181. The sixth ancestor

All the Zen lineages trace their ancestry back to the sixth ancestor Huineng, who, so the story goes, obtained a secret transmission from the fifth anscestor Hongren. In the story, Hongren asks his monks to write a poem about zazen. His chief disciple, Shenxiu, was the only one who responded. Huineng criticised the poem. In response, Hongren recognised Huineng as his true successor, and gave him transmission.

This is the poem, as often translated into English:

The body is the bodhi tree
The mind the bright mirror
At all times we should polish it
And not let dust collect

However, the original Chinese reads something like:

Body is bodhi tree
Mind like clear mirror stand
At all times diligently polish
Do not let dust settle

When we first hear the poem in its normal translation, we imagine that Shenxiu is talking about your body and your mind, and that your mind is like a bright mirror which needs to be kept clear of the dust of thoughts by the effort of Zazen. That ties in with an individualistic, mindful, psychological sense of what zazen is.

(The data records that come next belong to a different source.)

use bevy::prelude::*;
use gridsight::errors::{GridSightError, GridSightResult};

/// Generic parser for delimited strings with a fixed number of fields
pub fn parse_delimited<T, E, const N: usize>(
    input: &str,
    delimiter: char,
    type_name: &str,
    parser: impl Fn(&str) -> Result<T, E>,
) -> GridSightResult<[T; N]>
where
    T: Copy + Default,
{
    let parts: Vec<&str> = input.split(delimiter).map(str::trim).collect();
    if parts.len() != N {
        return Err(GridSightError::InvalidInput {
            reason: format!(
                "Invalid {type_name} format '{input}'. Expected {N} {delimiter}-separated values"
            ),
        });
    }

    let mut result = [T::default(); N];
    for (i, part) in parts.iter().enumerate() {
        result[i] = parser(part).map_err(|_| GridSightError::InvalidInput {
            reason: format!("Invalid {type_name} value: '{part}'"),
        })?;
    }

    Ok(result)
}

/// Parse a cell string "X,Y"
pub fn parse_cell(cell_str: &str) -> GridSightResult<IVec2> {
    let [x, y] = parse_delimited::<i32, _, 2>(cell_str, ',', "cell", |s| s.parse())?;
    Ok(IVec2::new(x, y))
}

/// Parse a point string "X,Y"; coordinates must be finite
pub fn parse_point(point_str: &str) -> GridSightResult<Vec2> {
    let [x, y] = parse_delimited::<f32, _, 2>(point_str, ',', "point", |s| s.parse())?;
    if !(x.is_finite() && y.is_finite()) {
        return Err(GridSightError::InvalidInput {
            reason: format!("Point '{point_str}' must have finite coordinates"),
        });
    }
    Ok(Vec2::new(x, y))
}

/// Parse a polygon outline "X,Y;X,Y;X,Y" with at least three vertices
pub fn parse_vertices(vertices_str: &str) -> GridSightResult<Vec<Vec2>> {
    let vertices = vertices_str
        .split(';')
        .filter(|part| !part.trim().is_empty())
        .map(parse_point)
        .collect::<GridSightResult<Vec<_>>>()?;

    if vertices.len() < 3 {
        return Err(GridSightError::InvalidInput {
            reason: format!(
                "A polygon needs at least 3 vertices, got {}",
                vertices.len()
            ),
        });
    }

    Ok(vertices)
}

/// Parse size string "WIDTHxHEIGHT" with validation
pub fn parse_size(size_str: &str) -> GridSightResult<(u32, u32)> {
    let [width, height] = parse_delimited::<u32, _, 2>(size_str, 'x', "size", |s| s.parse())?;

    if width == 0 || height == 0 {
        return Err(GridSightError::InvalidInput {
            reason: "Width and height must be greater than 0".to_string(),
        });
    }

    if width > 2048 || height > 2048 {
        return Err(GridSightError::InvalidInput {
            reason: "Width and height must not exceed 2048".to_string(),
        });
    }

    Ok((width, height))
}

/// Validate obstacle density and clamp to valid range
pub fn validate_density(density: f32) -> f32 {
    if !(0.0..=1.0).contains(&density) {
        warn!("Obstacle density {density} is out of range [0.0, 1.0], clamping to valid range");
        density.clamp(0.0, 1.0)
    } else {
        density
    }
}

#[cfg(test)]
mod tests {
    use super::*;

    #[test]
    fn test_parse_cell() {
        assert_eq!(parse_cell("3,4").unwrap(), IVec2::new(3, 4));
        assert_eq!(parse_cell("-1, 0").unwrap(), IVec2::new(-1, 0));

        assert!(parse_cell("3").is_err());
        assert!(parse_cell("1.5,2").is_err());
        assert!(parse_cell("a,b").is_err());
    }

    #[test]
    fn test_parse_point() {
        assert_eq!(parse_point("0.5,2").unwrap(), Vec2::new(0.5, 2.0));
        assert!(parse_point("1,2,3").is_err());
        assert!(parse_point("inf,0").is_err());
    }

    #[test]
    fn test_parse_vertices() {
        let vertices = parse_vertices("0,0;2,0;0,2").unwrap();
        assert_eq!(
            vertices,
            vec![Vec2::ZERO, Vec2::new(2.0, 0.0), Vec2::new(0.0, 2.0)]
        );

        // Trailing separator is tolerated
        assert_eq!(parse_vertices("0,0;1,0;1,1;").unwrap().len(), 3);

        assert!(parse_vertices("0,0;1,0").is_err());
        assert!(parse_vertices("0,0;1;1,1").is_err());
    }

    #[test]
    fn test_parse_size() {
        assert_eq!(parse_size("64x64").unwrap(), (64, 64));
        assert_eq!(parse_size("128x256").unwrap(), (128, 256));

        assert!(parse_size("64").is_err());
        assert!(parse_size("0x64").is_err());
        assert!(parse_size("3000x64").is_err());
    }

    #[test]
    fn test_validate_density() {
        assert_eq!(validate_density(0.25), 0.25);
        assert_eq!(validate_density(-1.0), 0.0);
        assert_eq!(validate_density(3.0), 1.0);
    }
}
use std::path::PathBuf;
use thiserror::Error;

#[derive(Error, Debug)]
pub enum GridSightError {
    // Shape-related errors
    #[error("Unsupported shape variant: {variant}")]
    UnsupportedShape { variant: String },

    #[error("Invalid shape: {reason}")]
    InvalidShape { reason: String },

    // Map-related errors
    #[error("Invalid map data: {reason}")]
    InvalidMapData { reason: String },

    #[error("Map validation failed: {reason}")]
    MapValidationFailed { reason: String },

    #[error("Map file not found at path: {}", path.display())]
    MapFileNotFound { path: PathBuf },

    #[error("Corrupted map file: {reason}")]
    CorruptedMapFile { reason: String },

    #[error("Invalid input: {reason}")]
    InvalidInput { reason: String },

    // Config-related errors
    #[error("Failed to get config directory")]
    ConfigDirNotFound,

    #[error("I/O error: {0}")]
    Io(#[from] std::io::Error),

    #[error("Failed to serialize: {0}")]
    SerializationFailed(#[from] toml::ser::Error),

    #[error("Failed to deserialize: {0}")]
    DeserializationFailed(#[from] toml::de::Error),
}

/// Result type alias for all operations
pub type GridSightResult<T> = Result<T, GridSightError>;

Except, the poem doesn’t actually say that.

Let’s consider the actual text.

The body is the bodhi tree. The bodhi tree is the tree under which the Buddha attained his enlightenment. So it is associated with that, obviously. But also, it is an unusual tree because it’s hollow. So it’s also a symbol of interdependence.

Is this the personal body, or not? Or both? Or neither?

When we hear that the mind is like a mirror, we form an image of a mirror, on a stand, in a room, that we polish through our effort, and so keep bright. But where in this image is the bodhi tree? Is it in the room, with the mirror, or not? And shouldn’t the (personal) body be the stand of the mirror? And what is the stand anyway, and how does it relate to the mirror/mind?

The original text doesn’t make clear who or what is being polished. The translations do, and it seems clear why. What would we be polishing, if not a mirror? It’s obvious, isn’t it?

But obviousness is the co-conspirator of deception.

If we rephrase it as something like “with vigorous effort, the dust does not settle anywhere”, we may start to get somewhere.

If dust appears in vast space, moved here and there by the vigorous life of the air, both illuminated by light, there’s no problem. The problem arises when the dust settles. Not because it becomes anything different, but because space is eradicated. There’s just dust, and the dust becomes fixed. And what it comes to rest on becomes fixed too, as ‘me’, ‘objective world’, ‘mirror’, and so on.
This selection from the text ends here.